Papyrus Oxyrhynchus 1800 (P. Oxy. 1800; FGrHist 1139) is part of a papyrus roll containing biographies of various mythical and historical figures from ancient Greece. It was discovered in 1905-06 as part of a large group of literary papyri. 31 fragments from the roll were published in the editio princeps; four further published fragments have since been identified as part of the same work. Based on the handwriting it has been dated to the late second century AD. There are a few corrections, possibly in the same hand as the original text. A coronis is used to divide sections.

Biographies of Sappho, Simonides, Aesop, Thucydides, Demosthenes, Aeschines, Thrasybulus, Hyperides, Leucocomas, and Abderus are identifiable; other fragments of the papyrus may be from lives of Alcaeus and Lysias. It is unclear why these biographies were grouped together. The arrangement is equally uncertain - while it makes sense for Sappho and Simonides, two lyric poets whose names begin with the same letter, to be grouped together, it is less clear why the Athenian logographer Hyperides should come next to the mythical Leucocomas. The lives may have been arranged into smaller groupings, such as Sappho and Simonides (both lyric poets), Demosthenes and Aeschines (Attic orators), and Thrasybulus and Hyperides (known for overthrowing tyrants); an overarching ordering principle remains elusive.

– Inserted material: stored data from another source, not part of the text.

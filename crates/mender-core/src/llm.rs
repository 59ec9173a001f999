//! LLM client contract (§6) — three structured entry points: analyze,
//! test-synthesize, fix-synthesize. Modeled as three distinct functions
//! returning three distinct artifact variants, never a union bag (§9
//! "Polymorphic LLM responses").

use async_trait::async_trait;
use thiserror::Error;

#[derive(Debug, Error)]
pub enum LlmError {
    #[error("request failed: {0}")]
    Request(String),

    #[error("request timed out")]
    Timeout,
}

/// Raw prompt/response boundary. Each structured call below builds its
/// prompt from domain inputs and parses the returned text into its own
/// artifact type; this trait only knows about text in, text out.
#[async_trait]
pub trait LlmClient: Send + Sync {
    /// Submit `prompt` and return the model's raw text response.
    ///
    /// Implementations must enforce a request timeout (recommended <= 60s,
    /// §6) and a temperature <= 0.2, since all three call sites expect
    /// near-deterministic structured output.
    async fn complete(&self, prompt: &str) -> Result<String, LlmError>;
}

const ANTHROPIC_VERSION: &str = "2023-06-01";
const DEFAULT_MAX_TOKENS: u32 = 4096;
const DEFAULT_TEMPERATURE: f32 = 0.1;
const REQUEST_TIMEOUT: std::time::Duration = std::time::Duration::from_secs(60);

#[derive(Debug, serde::Serialize)]
struct MessagesRequest<'a> {
    model: &'a str,
    messages: [MessageIn<'a>; 1],
    max_tokens: u32,
    temperature: f32,
}

#[derive(Debug, serde::Serialize)]
struct MessageIn<'a> {
    role: &'a str,
    content: &'a str,
}

#[derive(Debug, serde::Deserialize)]
struct ContentBlock {
    #[serde(default)]
    text: String,
}

#[derive(Debug, serde::Deserialize)]
struct MessagesResponse {
    #[serde(default)]
    content: Vec<ContentBlock>,
}

#[derive(Debug, serde::Deserialize)]
struct MessagesErrorResponse {
    error: MessagesErrorBody,
}

#[derive(Debug, serde::Deserialize)]
struct MessagesErrorBody {
    message: String,
}

/// HTTP implementation of [`LlmClient`] against an Anthropic-compatible
/// Messages API, with near-deterministic sampling settings (§6: low
/// temperature, bounded timeout) since callers parse structured JSON out
/// of the response text.
pub struct HttpLlmClient {
    client: reqwest::Client,
    base_url: String,
    model: String,
    api_key: String,
}

impl HttpLlmClient {
    /// # Panics
    ///
    /// Panics if the underlying `reqwest::Client` cannot be built (e.g. TLS
    /// backend initialization failure) — this only happens on a broken
    /// runtime, not from bad input.
    #[must_use]
    pub fn new(base_url: impl Into<String>, model: impl Into<String>, api_key: impl Into<String>) -> Self {
        let client = reqwest::Client::builder()
            .timeout(REQUEST_TIMEOUT)
            .build()
            .expect("building reqwest client");
        Self {
            client,
            base_url: base_url.into(),
            model: model.into(),
            api_key: api_key.into(),
        }
    }
}

#[async_trait]
impl LlmClient for HttpLlmClient {
    async fn complete(&self, prompt: &str) -> Result<String, LlmError> {
        let request = MessagesRequest {
            model: &self.model,
            messages: [MessageIn {
                role: "user",
                content: prompt,
            }],
            max_tokens: DEFAULT_MAX_TOKENS,
            temperature: DEFAULT_TEMPERATURE,
        };

        let response = self
            .client
            .post(&self.base_url)
            .header("x-api-key", &self.api_key)
            .header("anthropic-version", ANTHROPIC_VERSION)
            .json(&request)
            .send()
            .await
            .map_err(|e| {
                if e.is_timeout() {
                    LlmError::Timeout
                } else {
                    LlmError::Request(e.to_string())
                }
            })?;

        let status = response.status();
        let body = response
            .text()
            .await
            .map_err(|e| LlmError::Request(e.to_string()))?;

        if !status.is_success() {
            if let Ok(error) = serde_json::from_str::<MessagesErrorResponse>(&body) {
                return Err(LlmError::Request(error.error.message));
            }
            return Err(LlmError::Request(format!("endpoint returned {status}: {body}")));
        }

        let parsed: MessagesResponse =
            serde_json::from_str(&body).map_err(|e| LlmError::Request(format!("malformed response: {e}")))?;
        Ok(parsed
            .content
            .into_iter()
            .map(|block| block.text)
            .collect::<Vec<_>>()
            .join(""))
    }
}


#[cfg(test)]
mod tests {
    use super::*;
    use wiremock::matchers::{header, method};
    use wiremock::{Mock, MockServer, ResponseTemplate};

    #[tokio::test]
    async fn complete_joins_content_blocks_from_a_successful_response() {
        let server = MockServer::start().await;
        Mock::given(method("POST"))
            .and(header("x-api-key", "test-key"))
            .respond_with(ResponseTemplate::new(200).set_body_json(serde_json::json!({
                "content": [{"type": "text", "text": "{\"confidence\": 0.9}"}],
            })))
            .mount(&server)
            .await;

        let client = HttpLlmClient::new(server.uri(), "claude-sonnet-4-20250514", "test-key");
        let response = client.complete("analyze this traceback").await.unwrap();
        assert_eq!(response, r#"{"confidence": 0.9}"#);
    }

    #[tokio::test]
    async fn complete_surfaces_the_provider_error_message() {
        let server = MockServer::start().await;
        Mock::given(method("POST"))
            .respond_with(ResponseTemplate::new(400).set_body_json(serde_json::json!({
                "error": {"type": "invalid_request_error", "message": "model not found"},
            })))
            .mount(&server)
            .await;

        let client = HttpLlmClient::new(server.uri(), "bogus-model", "test-key");
        let err = client.complete("hello").await.unwrap_err();
        assert!(matches!(err, LlmError::Request(msg) if msg == "model not found"));
    }
}
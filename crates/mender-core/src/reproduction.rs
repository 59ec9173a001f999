//! Reproduction Runner (C5) — clones a failing commit into a sandbox,
//! detects the project's test harness, and re-runs it to confirm the
//! failure is real before any patch is attempted.

use crate::sandbox::{with_sandbox, ExecResult, ResourceLimits, SandboxDriver};
use std::path::Path;
use std::time::Duration;
use thiserror::Error;

/// Shallow clone depth used when fetching the failing commit, per §4.5 —
/// deep enough to resolve a merge commit's parents, shallow enough to stay
/// fast for large repos.
pub const CLONE_DEPTH: u32 = 50;

/// Default image used for reproduction when a repo specifies none.
pub const DEFAULT_IMAGE: &str = "mender/python-ci:3.12";

/// Wall-clock budget for a single reproduction run, per §4.5.
pub const REPRODUCTION_TIMEOUT: Duration = Duration::from_secs(600);

/// Timeout for upgrading the package installer itself, per §4.5 step 3.
pub const PIP_UPGRADE_TIMEOUT: Duration = Duration::from_secs(60);

/// Timeout for installing the test runner, per §4.5 step 3.
pub const TEST_RUNNER_INSTALL_TIMEOUT: Duration = Duration::from_secs(60);

/// Timeout for `pip install -r requirements.txt`, per §4.5 step 3.
pub const REQUIREMENTS_INSTALL_TIMEOUT: Duration = Duration::from_secs(180);

/// Timeout for the editable-mode install of a `setup.py`-based package, per
/// §4.5 step 3.
pub const EDITABLE_INSTALL_TIMEOUT: Duration = Duration::from_secs(120);

#[derive(Debug, Error)]
pub enum ReproductionError {
    #[error(transparent)]
    Sandbox(#[from] crate::sandbox::SandboxError),

    #[error("no recognizable test harness in repository")]
    NoHarness,
}

/// The test harness detected in a cloned workspace.
#[derive(Debug, Clone, Copy, PartialEq, Eq)]
pub enum Harness {
    Pytest,
    SetupPyTest,
}

impl Harness {
    /// The command used to run the full suite for this harness.
    #[must_use]
    pub fn default_command(self) -> Vec<String> {
        match self {
            Self::Pytest => vec!["pytest".to_string(), "-q".to_string()],
            Self::SetupPyTest => vec![
                "python".to_string(),
                "setup.py".to_string(),
                "test".to_string(),
            ],
        }
    }

    /// The command used to run a single named test, per §4.5/§4.7.
    #[must_use]
    pub fn command_for_test(self, test_id: &str) -> Vec<String> {
        match self {
            Self::Pytest => vec!["pytest".to_string(), "-q".to_string(), test_id.to_string()],
            Self::SetupPyTest => vec![
                "python".to_string(),
                "-m".to_string(),
                "pytest".to_string(),
                "-q".to_string(),
                test_id.to_string(),
            ],
        }
    }
}

/// Detect the harness from files present at the root of `workspace_dir`.
///
/// Looks for `pyproject.toml` with a `[tool.pytest` section or any
/// `pytest.ini`/`setup.cfg` containing a `[tool:pytest]` section first;
/// falls back to `setup.py` presence; otherwise `None`.
#[must_use]
pub fn detect_harness(workspace_dir: &Path) -> Option<Harness> {
    if workspace_dir.join("pytest.ini").is_file() {
        return Some(Harness::Pytest);
    }
    if let Ok(contents) = std::fs::read_to_string(workspace_dir.join("pyproject.toml")) {
        if contents.contains("[tool.pytest") {
            return Some(Harness::Pytest);
        }
    }
    if let Ok(contents) = std::fs::read_to_string(workspace_dir.join("setup.cfg")) {
        if contents.contains("[tool:pytest]") {
            return Some(Harness::Pytest);
        }
    }
    if workspace_dir.join("setup.py").is_file() {
        return Some(Harness::SetupPyTest);
    }
    None
}

/// Outcome of attempting to reproduce a failure inside a sandbox.
#[derive(Debug, Clone)]
pub struct ReproductionOutcome {
    pub harness: Harness,
    pub dependency_install_exit_code: Option<i32>,
    pub editable_install_exit_code: Option<i32>,
    pub result: ExecResult,
}

impl ReproductionOutcome {
    /// Whether the run reproduced the reported failure — a non-zero exit
    /// from the command, not yet interpreted further.
    #[must_use]
    pub fn reproduced(&self) -> bool {
        !self.result.succeeded()
    }
}

/// Prepare the environment and run the detected harness's full suite (or a
/// single test, when `test_id` is given) inside a freshly created sandbox.
///
/// Per §4.5 step 3, preparation always upgrades the package installer and
/// installs the test runner, then conditionally installs `requirements.txt`
/// (180s timeout) and, for a `setup.py`-based package, the package itself in
/// editable mode (120s timeout) before the test command runs.
///
/// Resolved Open Question (§9): a non-zero install exit code at any of
/// these steps is surfaced as data on [`ReproductionOutcome`] rather than
/// silently swallowed or treated as fatal — callers decide what to do with
/// it.
pub async fn reproduce(
    driver: &dyn SandboxDriver,
    workspace_dir: &Path,
    image: &str,
    test_id: Option<&str>,
) -> Result<ReproductionOutcome, ReproductionError> {
    let harness = detect_harness(workspace_dir).ok_or(ReproductionError::NoHarness)?;
    let limits = ResourceLimits::default();

    let has_requirements = workspace_dir.join("requirements.txt").is_file();
    let has_setup_py = workspace_dir.join("setup.py").is_file();
    let command = match test_id {
        Some(id) => harness.command_for_test(id),
        None => harness.default_command(),
    };

    with_sandbox(driver, image, workspace_dir, &limits, move |handle| {
        Box::pin(async move {
            handle
                .exec(
                    &["pip".to_string(), "install".to_string(), "--upgrade".to_string(), "pip".to_string()],
                    PIP_UPGRADE_TIMEOUT,
                )
                .await?;
            handle
                .exec(
                    &["pip".to_string(), "install".to_string(), "pytest".to_string()],
                    TEST_RUNNER_INSTALL_TIMEOUT,
                )
                .await?;

            let dependency_install_exit_code = if has_requirements {
                let install = handle
                    .exec(
                        &[
                            "pip".to_string(),
                            "install".to_string(),
                            "-r".to_string(),
                            "requirements.txt".to_string(),
                        ],
                        REQUIREMENTS_INSTALL_TIMEOUT,
                    )
                    .await?;
                Some(install.exit_code)
            } else {
                None
            };

            let editable_install_exit_code = if has_setup_py {
                let install = handle
                    .exec(
                        &["pip".to_string(), "install".to_string(), "-e".to_string(), ".".to_string()],
                        EDITABLE_INSTALL_TIMEOUT,
                    )
                    .await?;
                Some(install.exit_code)
            } else {
                None
            };

            let result = handle.exec(&command, REPRODUCTION_TIMEOUT).await?;

            Ok(ReproductionOutcome {
                harness,
                dependency_install_exit_code,
                editable_install_exit_code,
                result,
            })
        })
    })
    .await
    .map_err(ReproductionError::from)
}

#[cfg(test)]
mod tests {
    use super::*;
    use tempfile::tempdir;

    #[test]
    fn detects_pytest_via_pyproject() {
        let dir = tempdir().unwrap();
        std::fs::write(
            dir.path().join("pyproject.toml"),
            "[tool.pytest.ini_options]\naddopts = \"-q\"\n",
        )
        .unwrap();
        assert_eq!(detect_harness(dir.path()), Some(Harness::Pytest));
    }

    #[test]
    fn detects_setup_py_fallback() {
        let dir = tempdir().unwrap();
        std::fs::write(dir.path().join("setup.py"), "from setuptools import setup\n").unwrap();
        assert_eq!(detect_harness(dir.path()), Some(Harness::SetupPyTest));
    }

    #[test]
    fn no_recognizable_harness_returns_none() {
        let dir = tempdir().unwrap();
        assert_eq!(detect_harness(dir.path()), None);
    }

    #[test]
    fn single_test_command_targets_the_test_id() {
        let cmd = Harness::Pytest.command_for_test("tests/test_x.py::test_one");
        assert!(cmd.contains(&"tests/test_x.py::test_one".to_string()));
    }

    fn ok_exec() -> ExecResult {
        ExecResult {
            exit_code: 0,
            stdout: String::new(),
            stderr: String::new(),
            timed_out: false,
        }
    }

    #[tokio::test]
    async fn reproduce_surfaces_nonzero_dependency_install_as_data() {
        use crate::sandbox::fakes::ScriptedSandboxDriver;

        let dir = tempdir().unwrap();
        std::fs::write(dir.path().join("pytest.ini"), "[pytest]\n").unwrap();
        std::fs::write(dir.path().join("requirements.txt"), "nonexistent-pkg==0.0\n").unwrap();

        let driver = ScriptedSandboxDriver::new(vec![
            ok_exec(),
            ok_exec(),
            ExecResult {
                exit_code: 1,
                stdout: String::new(),
                stderr: "could not find package".to_string(),
                timed_out: false,
            },
            ExecResult {
                exit_code: 1,
                stdout: String::new(),
                stderr: "ModuleNotFoundError".to_string(),
                timed_out: false,
            },
        ]);

        let outcome = reproduce(&driver, dir.path(), DEFAULT_IMAGE, None)
            .await
            .unwrap();

        assert_eq!(outcome.dependency_install_exit_code, Some(1));
        assert_eq!(outcome.editable_install_exit_code, None);
        assert!(outcome.reproduced());
    }

    #[tokio::test]
    async fn reproduce_without_requirements_skips_install() {
        use crate::sandbox::fakes::ScriptedSandboxDriver;

        let dir = tempdir().unwrap();
        std::fs::write(dir.path().join("pytest.ini"), "[pytest]\n").unwrap();

        let driver = ScriptedSandboxDriver::new(vec![
            ok_exec(),
            ok_exec(),
            ExecResult {
                exit_code: 0,
                stdout: "3 passed".to_string(),
                stderr: String::new(),
                timed_out: false,
            },
        ]);

        let outcome = reproduce(&driver, dir.path(), DEFAULT_IMAGE, None)
            .await
            .unwrap();

        assert_eq!(outcome.dependency_install_exit_code, None);
        assert_eq!(outcome.editable_install_exit_code, None);
        assert!(!outcome.reproduced());
    }

    #[tokio::test]
    async fn reproduce_installs_setup_py_package_in_editable_mode() {
        use crate::sandbox::fakes::ScriptedSandboxDriver;

        let dir = tempdir().unwrap();
        std::fs::write(dir.path().join("setup.py"), "from setuptools import setup\n").unwrap();

        let driver = ScriptedSandboxDriver::new(vec![
            ok_exec(),
            ok_exec(),
            ExecResult {
                exit_code: 0,
                stdout: "Successfully installed".to_string(),
                stderr: String::new(),
                timed_out: false,
            },
            ExecResult {
                exit_code: 0,
                stdout: "Ran 3 tests".to_string(),
                stderr: String::new(),
                timed_out: false,
            },
        ]);

        let outcome = reproduce(&driver, dir.path(), DEFAULT_IMAGE, None)
            .await
            .unwrap();

        assert_eq!(outcome.harness, Harness::SetupPyTest);
        assert_eq!(outcome.dependency_install_exit_code, None);
        assert_eq!(outcome.editable_install_exit_code, Some(0));
        assert!(!outcome.reproduced());
    }
}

Graziano Arrighetti identifies the papyrus as an epitome of ancient biographies. The text may have been used in an educational context, and could have been used by students as a source of information for rhetorical exercises. Each life is preceded by a title and is written in chronological order, beginning with the subject's birthplace and family, and ending with their death; in some cases this is followed by a description of honours they received in the afterlife. The biography of Sappho is an exception, ending with a discussion of her work. The biographies do not generally name their sources, except for one reference to Chamaeleon in the life of Sappho.

==Works cited==
- de Kreij, Mark (2018). "The Biographies of P.Oxy. 1800 (FGrHist 1139)"
- de Kreij, Mark (2018). "Jacoby Online. Die Fragmente der Griechischen Historiker Continued, Part IV"
- Grenfell, Bernard Pyne (1922). "The Oxyrhynchus Papryi"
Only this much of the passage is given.